There is a lot of talk about the “historic bull market” we are in. Fundamental analysts raise valuation concerns, while technicians point to a myriad of factors, usually making the claim that we are in an unprecedented bull market and due for a reversal. This is simply not true.
Part of the problem comes from the common reliance on moving averages in this type of analysis, for example, pointing out that a stock index has been so many days above a moving average. While these statistics are easy to calculate and are objective true, the implications are never clearly examined. We are supposed to think, for instance, that a market that has been above a moving average for a long time is long overdue for correction. There is no evidence that shows that is true. ((E.g., try segregating market selloffs by the amount of time the market was above a moving average, or some other measure of “overboughtness”. Such tests fail to show an influence.)) It is easy to forget that price can come back to a moving average in one of two ways: either the price can decline to the average, or price can hold steady and the average will pull into price. Even if price does eventually come back to the moving average, there is no reason to assume the market will have gone down, and it is folly to think that the probabilities favor a selloff the longer a market is above an average.
When we do any analysis, we must impose some structure on the market, but swing structure is clearly drawn from price without the addition of other calculations and tools–it is a very “pure” perspective on market structure. Take a look at the chart below, in which I’ve superimposed AlgoSwings on the monthly chart of the DJIA. AlgoSwings are calculated by a simple procedure:
- Find swing highs as an “isolated high”: the highest high of the preceding and following two bars. Do the same for swing lows. (We can use numbers other than two here.)
- Connect these highs and lows to give swings.
- Optional: filter out the very small swings by requiring a move of a certain number of ATRs from the previous swing. (This number can also be adjusted, or set to zero if you’d prefer no filter.)
You end up with a simple and robust measure of market swings:
Now, reconsider all the hype. When people talk about market history, sometimes they go back 20 years, but often less than 10. Simply by looking at markets back to the second World War, you now you have a bigger perspective than most journalists, commentators, and analysts. From a purely visual perspective ((remember, looking at a chart is not actual analysis!)) what does this chart look like? That’s right–business as usual, and certainly no sign of crazy, unsustainable overextension.

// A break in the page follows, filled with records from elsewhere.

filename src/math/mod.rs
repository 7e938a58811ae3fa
pub mod matrix;
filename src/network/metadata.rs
use serde::{Deserialize, Serialize};

use crate::engine::TensorInfo;

/// Annotations stored next to the weights of a dense model file.
///
/// `inputs`/`outputs` play the role of exported tensor metadata: names plus
/// possibly partial dims. Everything else is optional so older files load.
#[derive(Debug, Clone, Serialize, Deserialize, Default, PartialEq)]
pub struct ModelMetadata {
    #[serde(default)]
    pub description: Option<String>,
    #[serde(default)]
    pub inputs: Vec<TensorInfo>,
    #[serde(default)]
    pub outputs: Vec<TensorInfo>,
    /// Human-readable class labels for the output layer (e.g. ["A",...,"Z"]).
    #[serde(default)]
    pub output_labels: Option<Vec<String>>,
}
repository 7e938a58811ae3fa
use rand::Rng;
use serde::{Serialize, Deserialize};

use crate::{math::matrix::Matrix, activation::activation::ActivationFunction};

/// One fully-connected layer of a dense model file.
#[derive(Debug, Clone, Serialize, Deserialize)]
pub struct Layer {
    pub size: usize,
    /// `input_size × size`
    pub weights: Matrix,
    /// `1 × size`
    pub biases: Matrix,
    pub activator: ActivationFunction,
}

impl Layer {
    /// Random layer; He init before ReLU-family activations, Xavier otherwise.
    /// Biases start at zero.
    pub fn new<R: Rng>(size: usize, input_size: usize, activation: ActivationFunction, rng: &mut R) -> Layer {
        let weights = if activation.prefers_he_init() {
            Matrix::he(input_size, size, rng)
        } else {
            Matrix::xavier(input_size, size, rng)
        };
        Layer {
            size,
            weights,
            biases: Matrix::zeros(1, size),
            activator: activation,
        }
    }

    pub fn input_size(&self) -> usize {
        self.weights.rows
    }

    pub fn feed(&self, input: &[f32]) -> Vec<f32> {
        let mut z = self.weights.vec_mul(input);
        for (v, b) in z.iter_mut().zip(self.biases.data[0].iter()) {
            *v += b;
        }
        self.activator.apply(&mut z);
        z
    }

    /// Validates matrix shapes against `size`.
    pub fn check(&self) -> Result<(), String> {
        self.weights.check_dims().map_err(|e| format!("weights: {}", e))?;
        self.biases.check_dims().map_err(|e| format!("biases: {}", e))?;
        if self.weights.cols != self.size {
            return Err(format!("weights have {} columns for {} units", self.weights.cols, self.size));
        }
        if self.biases.rows != 1 || self.biases.cols != self.size {
            return Err(format!(
                "biases are {}x{}, expected 1x{}",
                self.biases.rows, self.biases.cols, self.size
            ));
        }
        Ok(())
    }
}
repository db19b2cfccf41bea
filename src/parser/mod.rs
pub mod facts;
pub mod featured_image;
pub mod hemispheres;
pub mod news;
pub mod record;
pub mod weather;

pub use facts::{Fact, FactsTableParser};
pub use featured_image::FeaturedImageParser;
pub use hemispheres::HemisphereParser;
pub use news::NewsParser;
pub use record::*;
pub use weather::WeatherParser;

use scraper::{ElementRef, Selector};

use crate::error::{Result, ScrapingError};

/// Compile a CSS selector, naming it in the error if it is invalid.
pub(crate) fn compile(selector: &str) -> Result<Selector> {
    Selector::parse(selector)
        .map_err(|e| ScrapingError::ParseError(format!("Invalid selector '{}': {}", selector, e)))
}

/// All descendant text of an element, concatenated in document order.
pub(crate) fn element_text(element: &ElementRef) -> String {
    element.text().collect::<String>()
}
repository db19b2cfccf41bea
use std::sync::Arc;
use std::time::Instant;
use tracing::{debug, info, warn};

use crate::browser::PageRenderer;
use crate::config::SourceConfig;
use crate::error::{RecoveryStrategy, Result};
use crate::parser::{
    FactsTableParser, FeaturedImageParser, Hemisphere, HemisphereItem, HemisphereParser, NewsFragment, NewsParser,
    ScrapeRecord, WeatherParser,
};
use crate::scraper::PageFetcher;

/// Runs the five extractors one after another and merges their output.
///
/// Any extractor failure aborts the whole run; no partial record is ever
/// returned. Only individual hemisphere entries with broken markup are
/// skipped.
pub struct MarsScraper {
    sources: SourceConfig,
    fetcher: Arc<dyn PageFetcher>,
    renderer: Arc<dyn PageRenderer>,
    news_parser: NewsParser,
    featured_image_parser: FeaturedImageParser,
    weather_parser: WeatherParser,
    facts_parser: FactsTableParser,
    hemisphere_parser: HemisphereParser,
}

impl MarsScraper {
    pub fn new(sources: SourceConfig, fetcher: Arc<dyn PageFetcher>, renderer: Arc<dyn PageRenderer>) -> Result<Self> {
        Ok(Self {
            featured_image_parser: FeaturedImageParser::new(&sources.jpl_origin)?,
            hemisphere_parser: HemisphereParser::new(&sources.usgs_origin)?,
            news_parser: NewsParser::new()?,
            weather_parser: WeatherParser::new()?,
            facts_parser: FactsTableParser::new()?,
            sources,
            fetcher,
            renderer,
        })
    }

    pub async fn run(&self) -> Result<ScrapeRecord> {
        let started = Instant::now();
        info!("Starting full scrape");

        let news = self.scrape_news().await?;
        let featured_image_url = self.scrape_featured_image().await?;
        let weather = self.scrape_weather().await?;
        let facts_table_html = self.scrape_facts().await?;
        let hemisphere_image_urls = self.scrape_hemispheres().await?;

        info!(elapsed_ms = started.elapsed().as_millis() as u64, "Full scrape finished");
        Ok(ScrapeRecord {
            news_title: news.title,
            news_paragraph: news.paragraph,
            featured_image_url,
            weather,
            facts_table_html,
            hemisphere_image_urls,
        })
    }

    pub async fn scrape_news(&self) -> Result<NewsFragment> {
        let html = self.fetcher.fetch(&self.sources.news_url).await?;
        let news = self.news_parser.parse(&html)?;
        info!(title = %news.title, "Scraped latest news");
        Ok(news)
    }

    pub async fn scrape_featured_image(&self) -> Result<String> {
        let html = self.renderer.render(&self.sources.featured_image_url).await?;
        let url = self.featured_image_parser.parse(&html)?;
        info!(%url, "Scraped featured image");
        Ok(url)
    }

    pub async fn scrape_weather(&self) -> Result<String> {
        let html = self.fetcher.fetch(&self.sources.weather_url).await?;
        let weather = self.weather_parser.parse(&html)?;
        info!(chars = weather.chars().count(), "Scraped weather report");
        Ok(weather)
    }

    pub async fn scrape_facts(&self) -> Result<String> {
        let html = self.fetcher.fetch(&self.sources.facts_url).await?;
        let table = self.facts_parser.parse(&html)?;
        info!(bytes = table.len(), "Scraped facts table");
        Ok(table)
    }

    /// Listing first, then one detail page per listed item. Each item travels
    /// through both stages as a unit, so a skip in either stage can never
    /// misalign titles and image links.
    pub async fn scrape_hemispheres(&self) -> Result<Vec<Hemisphere>> {
        let html = self.fetcher.fetch(&self.sources.hemispheres_url).await?;
        let listing = self.hemisphere_parser.parse_listing(&html);

        let mut outcomes = Vec::with_capacity(listing.len());
        for listed in listing {
            let outcome = match listed {
                Ok(item) => self.resolve_hemisphere(item).await,
                Err(e) => Err(e),
            };
            match outcome {
                Err(e) if e.recovery_strategy() == RecoveryStrategy::AbortRun => return Err(e),
                outcome => outcomes.push(outcome),
            }
        }

        let listed = outcomes.len();
        let hemispheres: Vec<Hemisphere> = outcomes
            .into_iter()
            .filter_map(|outcome| match outcome {
                Ok(hemisphere) => Some(hemisphere),
                Err(e) => {
                    warn!(error = %e, "Skipping hemisphere entry");
                    None
                }
            })
            .collect();

        info!(listed, resolved = hemispheres.len(), "Scraped hemisphere images");
        Ok(hemispheres)
    }

    async fn resolve_hemisphere(&self, item: HemisphereItem) -> Result<Hemisphere> {
        debug!(title = %item.title, url = %item.detail_url, "Resolving hemisphere image");
        let html = self.fetcher.fetch(&item.detail_url).await?;
        let img_url = self.hemisphere_parser.parse_detail(&html, &item.detail_url)?;
        Ok(item.resolve(img_url))
    }
}
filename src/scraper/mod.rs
pub mod fetch;
pub mod orchestrator;

#[cfg(test)]
pub(crate) mod fixtures;


pub use fetch::{HttpFetcher, PageFetcher};
pub use orchestrator::MarsScraper;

We can also consider the stats associated with these swings. In this case, this particular swing specification counts 230 swings, back to 1932. The average length of upswings was 17.3 months (standard deviation 12.7 months), and the average size of upswings was 54.8% (standard deviation 43.7%). ((The data is deliciously asymmetrical; downswings last an average of 7.9 months and only extend an average of -24.1%.)) The current upswing has gone on 24 months, for a gain of 66.8% from the previous swing low. This puts the current bull market in the 68th percentile for time and 70th for price–certainly not at all extreme.
It also can be instructive to look at the distributions of these measures.
Bottom line: we are in a bull market, but there is no technical (price-based or quantitative) reason to think that the market is overdue for a reversal. The current market is well within historical norms, and is not at all extreme. Ignore the noise and the hype, and focus on the message of the market.